**TO DO:** Count the lines of the records below that hold the word "info", and give only the number.

*** Opening DATA FOR THE TASK ***

//! Bot-detection telemetry routes: `/v1/bot-detection/*`
//!
//! Read aggregated admission statistics, export the decision log as CSV,
//! and reset it. All routes sit behind the admin credential middleware.

use std::sync::Arc;

use axum::extract::{Query, State};
use axum::http::header;
use axum::response::{IntoResponse, Response};
use axum::routing::get;
use axum::{Json, Router};
use chrono::{DateTime, Utc};
use serde::{Deserialize, Serialize};
use tracing::info;

use leadgate_core::config::AdmissionConfig;
use leadgate_core::telemetry::TelemetryStats;

use crate::error::AppError;
use crate::state::AppState;

/// Build the `/v1/bot-detection` router.
pub fn router() -> Router<Arc<AppState>> {
    Router::new()
        .route("/stats", get(stats).delete(reset))
        .route("/export", get(export))
}

// ── Request / Response types ─────────────────────────────────────────

#[derive(Debug, Default, Deserialize)]
pub struct StatsQuery {
    /// `config=true` includes the active admission configuration.
    pub config: Option<String>,
    /// `export=csv` returns the CSV export instead of JSON.
    pub export: Option<String>,
}

#[derive(Debug, Serialize)]
pub struct StatsResponse {
    pub stats: TelemetryStats,
    pub timestamp: DateTime<Utc>,
    #[serde(skip_serializing_if = "Option::is_none")]
    pub config: Option<AdmissionConfig>,
}

#[derive(Debug, Serialize)]
pub struct ResetResponse {
    pub message: &'static str,
}

// ── Handlers ─────────────────────────────────────────────────────────

/// Current statistics, or the CSV export with `export=csv`.
async fn stats(
    State(state): State<Arc<AppState>>,
    Query(query): Query<StatsQuery>,
) -> Result<Response, AppError> {
    if query.export.as_deref() == Some("csv") {
        return Ok(csv_response(&state).await);
    }

    let stats = state.telemetry.stats().await;
    let config = (query.config.as_deref() == Some("true"))
        .then(|| state.admission.as_ref().clone());

    Ok(Json(StatsResponse {
        stats,
        timestamp: Utc::now(),
        config,
    })
    .into_response())
}

/// Full decision log as a CSV attachment.
async fn export(State(state): State<Arc<AppState>>) -> Result<Response, AppError> {
    Ok(csv_response(&state).await)
}

/// Drop every recorded decision.
async fn reset(State(state): State<Arc<AppState>>) -> Result<Json<ResetResponse>, AppError> {
    state.telemetry.reset().await;
    info!("bot detection telemetry cleared");
    Ok(Json(ResetResponse {
        message: "bot detection logs cleared",
    }))
}

async fn csv_response(state: &AppState) -> Response {
    let csv = state.telemetry.export_csv().await;
    let disposition = format!(
        "attachment; filename=\"bot-detection-logs-{}.csv\"",
        Utc::now().timestamp_millis()
    );
    (
        [
            (header::CONTENT_TYPE, "text/csv; charset=utf-8".to_owned()),
            (header::CONTENT_DISPOSITION, disposition),
        ],
        csv,
    )
        .into_response()
}
//! `Leadgate` server entry point.
//!
//! Resolves configuration, builds the admission pipeline, telemetry store and
//! collaborators, then starts the Axum HTTP server with graceful shutdown.

use std::sync::Arc;

use anyhow::Context;
use tokio::net::TcpListener;
use tracing::{info, warn};

use leadgate_core::config::AdmissionConfig;
use leadgate_core::document::{DocumentMailer, DocumentRenderer, PdfCardRenderer};
use leadgate_core::fingerprint::EmailFingerprinter;
use leadgate_core::followup::DocumentFollowUp;
use leadgate_core::pipeline::AdmissionPipeline;
use leadgate_core::registry::{ContactRegistry, MemoryContactRegistry};
use leadgate_core::subscription::SubscriptionService;
use leadgate_core::telemetry::{MemoryTelemetryStore, TelemetryStore};

use leadgate_server::config::ServerConfig;
use leadgate_server::middleware::AdminAuth;
use leadgate_server::providers::{BrevoContactRegistry, BrevoDocumentMailer};
use leadgate_server::routes;
use leadgate_server::state::AppState;

#[tokio::main]
async fn main() -> anyhow::Result<()> {
    let config = ServerConfig::from_env();

    // Initialize structured logging.
    tracing_subscriber::fmt()
        .with_env_filter(
            tracing_subscriber::EnvFilter::try_from_default_env()
                .unwrap_or_else(|_| tracing_subscriber::EnvFilter::new(&config.log_level)),
        )
        .json()
        .init();

    let admission = Arc::new(AdmissionConfig::from_env());
    info!(
        segments = ?admission.segments.keys().collect::<Vec<_>>(),
        min_elapsed_ms = admission.min_elapsed_ms,
        max_elapsed_ms = admission.max_elapsed_ms,
        telemetry_capacity = admission.telemetry_capacity,
        "Leadgate starting"
    );

    let state = build_app_state(&config, admission)?;
    let app = routes::build_router(state);

    let listener = TcpListener::bind(config.bind_addr)
        .await
        .with_context(|| format!("failed to bind to {}", config.bind_addr))?;

    info!(addr = %config.bind_addr, "Leadgate server listening");

    axum::serve(listener, app)
        .with_graceful_shutdown(shutdown_signal())
        .await
        .context("server error")?;

    info!("Leadgate server stopped");
    Ok(())
}

/// Build the shared application state.
fn build_app_state(
    config: &ServerConfig,
    admission: Arc<AdmissionConfig>,
) -> anyhow::Result<Arc<AppState>> {
    for (name, policy) in &admission.segments {
        if policy.list_id.is_none() {
            warn!(segment = %name, "segment has no list id, its submissions will be rejected");
        }
    }

    let telemetry: Arc<dyn TelemetryStore> = Arc::new(MemoryTelemetryStore::new(
        admission.telemetry_capacity,
        admission.telemetry_recent,
    ));

    let fingerprinter = Arc::new(match &config.fingerprint_key {
        Some(key) => EmailFingerprinter::new(key.as_bytes().to_vec()),
        None => {
            warn!("LEADGATE_FINGERPRINT_KEY not set, fingerprints change on restart");
            EmailFingerprinter::ephemeral()
        }
    });

    let (registry, mailer): (Arc<dyn ContactRegistry>, Option<Arc<dyn DocumentMailer>>) =
        match &config.brevo {
            Some(brevo) => {
                let registry = BrevoContactRegistry::new(brevo)
                    .context("failed to build Brevo contact registry")?;
                let mailer = BrevoDocumentMailer::new(brevo)
                    .context("failed to build Brevo mailer")?
                    .map(|m| Arc::new(m) as Arc<dyn DocumentMailer>);
                if mailer.is_none() {
                    warn!("LEADGATE_SENDER_EMAIL not set, documents are download-only");
                }
                info!(base_url = %brevo.base_url, "using Brevo contact registry");
                (Arc::new(registry) as Arc<dyn ContactRegistry>, mailer)
            }
            None => {
                warn!("BREVO_API_KEY not set, using in-memory contact registry (data will not persist)");
                (Arc::new(MemoryContactRegistry::new()) as Arc<dyn ContactRegistry>, None)
            }
        };

    let renderer: Arc<dyn DocumentRenderer> = Arc::new(PdfCardRenderer::default());
    let follow_up = Arc::new(DocumentFollowUp::new(
        Arc::clone(&renderer),
        mailer,
        config.public_url.clone(),
    ));

    let pipeline = AdmissionPipeline::new(Arc::clone(&admission), Arc::clone(&telemetry), fingerprinter);
    let subscriptions = SubscriptionService::new(pipeline, registry, Some(follow_up));

    let admin = AdminAuth::new(config.admin_token.clone(), config.admin_fail_open);
    if config.admin_token.is_none() {
        if config.admin_fail_open {
            warn!("LEADGATE_ADMIN_TOKEN not set and fail-open enabled, telemetry reads are public");
        } else {
            warn!("LEADGATE_ADMIN_TOKEN not set, telemetry endpoints are disabled");
        }
    }

    Ok(Arc::new(AppState {
        admission,
        telemetry,
        subscriptions,
        renderer,
        admin,
    }))
}

/// Wait for SIGINT or SIGTERM.
async fn shutdown_signal() {
    let ctrl_c = async {
        tokio::signal::ctrl_c().await.ok();
    };

    #[cfg(unix)]
    let terminate = async {
        if let Ok(mut sig) =
            tokio::signal::unix::signal(tokio::signal::unix::SignalKind::terminate())
        {
            sig.recv().await;
        }
    };

    #[cfg(not(unix))]
    let terminate = std::future::pending::<()>();

    tokio::select! {
        () = ctrl_c => {},
        () = terminate => {},
    }

    info!("shutdown signal received, stopping server");
}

*** Closing DATA FOR THE TASK ***

**YOUR SOLUTION:** 8